**Problem details**
When copying the data, keep every line exactly the same.

════════════════════

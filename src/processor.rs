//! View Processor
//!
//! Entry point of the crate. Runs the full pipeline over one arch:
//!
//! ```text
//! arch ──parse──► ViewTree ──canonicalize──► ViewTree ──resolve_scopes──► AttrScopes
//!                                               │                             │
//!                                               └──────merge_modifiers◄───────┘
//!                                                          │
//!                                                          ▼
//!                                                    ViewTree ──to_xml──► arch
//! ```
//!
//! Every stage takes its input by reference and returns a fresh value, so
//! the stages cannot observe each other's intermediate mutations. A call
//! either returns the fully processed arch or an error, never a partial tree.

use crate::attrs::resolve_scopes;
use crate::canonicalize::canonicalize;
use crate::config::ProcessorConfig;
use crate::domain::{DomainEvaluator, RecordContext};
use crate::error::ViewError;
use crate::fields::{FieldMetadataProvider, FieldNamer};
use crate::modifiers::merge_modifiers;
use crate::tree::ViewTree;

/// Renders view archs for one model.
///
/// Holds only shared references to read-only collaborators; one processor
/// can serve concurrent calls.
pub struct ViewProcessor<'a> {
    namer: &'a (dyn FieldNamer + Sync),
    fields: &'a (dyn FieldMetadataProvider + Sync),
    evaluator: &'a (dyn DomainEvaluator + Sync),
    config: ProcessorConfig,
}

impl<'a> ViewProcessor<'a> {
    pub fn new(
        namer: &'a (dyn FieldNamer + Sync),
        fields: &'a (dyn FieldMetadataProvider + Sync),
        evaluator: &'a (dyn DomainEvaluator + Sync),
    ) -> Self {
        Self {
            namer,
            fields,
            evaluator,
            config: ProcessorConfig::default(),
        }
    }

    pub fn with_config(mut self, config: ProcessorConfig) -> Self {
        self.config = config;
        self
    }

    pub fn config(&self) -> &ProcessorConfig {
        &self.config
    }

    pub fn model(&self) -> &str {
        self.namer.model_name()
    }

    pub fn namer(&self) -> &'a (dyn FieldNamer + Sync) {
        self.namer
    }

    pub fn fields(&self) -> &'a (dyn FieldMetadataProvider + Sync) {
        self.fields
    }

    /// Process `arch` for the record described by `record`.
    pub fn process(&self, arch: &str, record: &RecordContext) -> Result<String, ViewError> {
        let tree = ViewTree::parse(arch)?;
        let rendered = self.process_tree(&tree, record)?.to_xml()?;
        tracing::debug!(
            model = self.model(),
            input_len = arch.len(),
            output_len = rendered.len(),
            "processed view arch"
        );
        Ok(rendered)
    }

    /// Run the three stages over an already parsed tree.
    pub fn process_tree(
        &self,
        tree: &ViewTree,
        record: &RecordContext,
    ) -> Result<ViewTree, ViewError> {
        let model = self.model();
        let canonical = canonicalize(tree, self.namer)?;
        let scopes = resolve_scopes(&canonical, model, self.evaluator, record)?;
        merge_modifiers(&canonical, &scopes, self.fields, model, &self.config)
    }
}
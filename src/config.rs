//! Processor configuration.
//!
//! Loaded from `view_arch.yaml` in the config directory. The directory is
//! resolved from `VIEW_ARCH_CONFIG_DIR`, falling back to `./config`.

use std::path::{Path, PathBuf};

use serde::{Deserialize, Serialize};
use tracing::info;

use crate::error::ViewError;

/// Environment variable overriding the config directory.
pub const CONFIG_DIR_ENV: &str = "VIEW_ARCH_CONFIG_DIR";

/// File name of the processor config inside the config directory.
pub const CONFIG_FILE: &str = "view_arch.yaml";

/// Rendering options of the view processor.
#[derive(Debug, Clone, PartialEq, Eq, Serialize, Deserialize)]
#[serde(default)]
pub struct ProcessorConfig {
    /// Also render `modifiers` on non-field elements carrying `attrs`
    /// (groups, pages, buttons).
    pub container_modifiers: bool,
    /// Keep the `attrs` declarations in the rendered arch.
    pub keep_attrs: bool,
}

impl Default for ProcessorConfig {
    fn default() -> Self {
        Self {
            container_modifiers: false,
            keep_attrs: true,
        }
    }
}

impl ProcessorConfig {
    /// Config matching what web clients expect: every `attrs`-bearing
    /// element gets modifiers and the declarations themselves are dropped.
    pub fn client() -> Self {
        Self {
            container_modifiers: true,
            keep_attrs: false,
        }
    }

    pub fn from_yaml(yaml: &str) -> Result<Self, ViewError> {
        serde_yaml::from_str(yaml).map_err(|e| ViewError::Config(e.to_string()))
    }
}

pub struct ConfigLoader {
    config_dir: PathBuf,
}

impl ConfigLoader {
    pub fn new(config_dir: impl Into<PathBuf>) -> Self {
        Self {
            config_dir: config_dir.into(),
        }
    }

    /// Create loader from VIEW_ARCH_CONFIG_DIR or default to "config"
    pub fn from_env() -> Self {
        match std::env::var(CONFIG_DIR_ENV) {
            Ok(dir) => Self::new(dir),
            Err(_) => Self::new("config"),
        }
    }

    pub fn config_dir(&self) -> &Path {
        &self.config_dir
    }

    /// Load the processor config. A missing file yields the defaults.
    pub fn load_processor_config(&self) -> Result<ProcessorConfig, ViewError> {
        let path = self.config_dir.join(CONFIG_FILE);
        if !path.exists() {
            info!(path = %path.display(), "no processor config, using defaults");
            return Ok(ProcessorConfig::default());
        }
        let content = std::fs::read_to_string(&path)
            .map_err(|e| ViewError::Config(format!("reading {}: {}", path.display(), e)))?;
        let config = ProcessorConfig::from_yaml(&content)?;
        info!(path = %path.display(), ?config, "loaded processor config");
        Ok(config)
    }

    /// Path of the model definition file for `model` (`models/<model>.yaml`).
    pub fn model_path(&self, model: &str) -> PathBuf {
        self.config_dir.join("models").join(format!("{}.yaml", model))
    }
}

════════════════════

**Solved problem**
filename src/processor.rs
//! View Processor
//!
//! Entry point of the crate. Runs the full pipeline over one arch:
//!
//! ```text
//! arch ──parse──► ViewTree ──canonicalize──► ViewTree ──resolve_scopes──► AttrScopes
//!                                               │                             │
//!                                               └──────merge_modifiers◄───────┘
//!                                                          │
//!                                                          ▼
//!                                                    ViewTree ──to_xml──► arch
//! ```
//!
//! Every stage takes its input by reference and returns a fresh value, so
//! the stages cannot observe each other's intermediate mutations. A call
//! either returns the fully processed arch or an error, never a partial tree.

use crate::attrs::resolve_scopes;
use crate::canonicalize::canonicalize;
use crate::config::ProcessorConfig;
use crate::domain::{DomainEvaluator, RecordContext};
use crate::error::ViewError;
use crate::fields::{FieldMetadataProvider, FieldNamer};
use crate::modifiers::merge_modifiers;
use crate::tree::ViewTree;

/// Renders view archs for one model.
///
/// Holds only shared references to read-only collaborators; one processor
/// can serve concurrent calls.
pub struct ViewProcessor<'a> {
    namer: &'a (dyn FieldNamer + Sync),
    fields: &'a (dyn FieldMetadataProvider + Sync),
    evaluator: &'a (dyn DomainEvaluator + Sync),
    config: ProcessorConfig,
}

impl<'a> ViewProcessor<'a> {
    pub fn new(
        namer: &'a (dyn FieldNamer + Sync),
        fields: &'a (dyn FieldMetadataProvider + Sync),
        evaluator: &'a (dyn DomainEvaluator + Sync),
    ) -> Self {
        Self {
            namer,
            fields,
            evaluator,
            config: ProcessorConfig::default(),
        }
    }

    pub fn with_config(mut self, config: ProcessorConfig) -> Self {
        self.config = config;
        self
    }

    pub fn config(&self) -> &ProcessorConfig {
        &self.config
    }

    pub fn model(&self) -> &str {
        self.namer.model_name()
    }

    pub fn namer(&self) -> &'a (dyn FieldNamer + Sync) {
        self.namer
    }

    pub fn fields(&self) -> &'a (dyn FieldMetadataProvider + Sync) {
        self.fields
    }

    /// Process `arch` for the record described by `record`.
    pub fn process(&self, arch: &str, record: &RecordContext) -> Result<String, ViewError> {
        let tree = ViewTree::parse(arch)?;
        let rendered = self.process_tree(&tree, record)?.to_xml()?;
        tracing::debug!(
            model = self.model(),
            input_len = arch.len(),
            output_len = rendered.len(),
            "processed view arch"
        );
        Ok(rendered)
    }

    /// Run the three stages over an already parsed tree.
    pub fn process_tree(
        &self,
        tree: &ViewTree,
        record: &RecordContext,
    ) -> Result<ViewTree, ViewError> {
        let model = self.model();
        let canonical = canonicalize(tree, self.namer)?;
        let scopes = resolve_scopes(&canonical, model, self.evaluator, record)?;
        merge_modifiers(&canonical, &scopes, self.fields, model, &self.config)
    }
}
filename src/config.rs
//! Processor configuration.
//!
//! Loaded from `view_arch.yaml` in the config directory. The directory is
//! resolved from `VIEW_ARCH_CONFIG_DIR`, falling back to `./config`.

use std::path::{Path, PathBuf};

use serde::{Deserialize, Serialize};
use tracing::info;

use crate::error::ViewError;

/// Environment variable overriding the config directory.
pub const CONFIG_DIR_ENV: &str = "VIEW_ARCH_CONFIG_DIR";

/// File name of the processor config inside the config directory.
pub const CONFIG_FILE: &str = "view_arch.yaml";

/// Rendering options of the view processor.
#[derive(Debug, Clone, PartialEq, Eq, Serialize, Deserialize)]
#[serde(default)]
pub struct ProcessorConfig {
    /// Also render `modifiers` on non-field elements carrying `attrs`
    /// (groups, pages, buttons).
    pub container_modifiers: bool,
    /// Keep the `attrs` declarations in the rendered arch.
    pub keep_attrs: bool,
}

impl Default for ProcessorConfig {
    fn default() -> Self {
        Self {
            container_modifiers: false,
            keep_attrs: true,
        }
    }
}

impl ProcessorConfig {
    /// Config matching what web clients expect: every `attrs`-bearing
    /// element gets modifiers and the declarations themselves are dropped.
    pub fn client() -> Self {
        Self {
            container_modifiers: true,
            keep_attrs: false,
        }
    }

    pub fn from_yaml(yaml: &str) -> Result<Self, ViewError> {
        serde_yaml::from_str(yaml).map_err(|e| ViewError::Config(e.to_string()))
    }
}

pub struct ConfigLoader {
    config_dir: PathBuf,
}

impl ConfigLoader {
    pub fn new(config_dir: impl Into<PathBuf>) -> Self {
        Self {
            config_dir: config_dir.into(),
        }
    }

    /// Create loader from VIEW_ARCH_CONFIG_DIR or default to "config"
    pub fn from_env() -> Self {
        match std::env::var(CONFIG_DIR_ENV) {
            Ok(dir) => Self::new(dir),
            Err(_) => Self::new("config"),
        }
    }

    pub fn config_dir(&self) -> &Path {
        &self.config_dir
    }

    /// Load the processor config. A missing file yields the defaults.
    pub fn load_processor_config(&self) -> Result<ProcessorConfig, ViewError> {
        let path = self.config_dir.join(CONFIG_FILE);
        if !path.exists() {
            info!(path = %path.display(), "no processor config, using defaults");
            return Ok(ProcessorConfig::default());
        }
        let content = std::fs::read_to_string(&path)
            .map_err(|e| ViewError::Config(format!("reading {}: {}", path.display(), e)))?;
        let config = ProcessorConfig::from_yaml(&content)?;
        info!(path = %path.display(), ?config, "loaded processor config");
        Ok(config)
    }

    /// Path of the model definition file for `model` (`models/<model>.yaml`).
    pub fn model_path(&self, model: &str) -> PathBuf {
        self.config_dir.join("models").join(format!("{}.yaml", model))
    }
}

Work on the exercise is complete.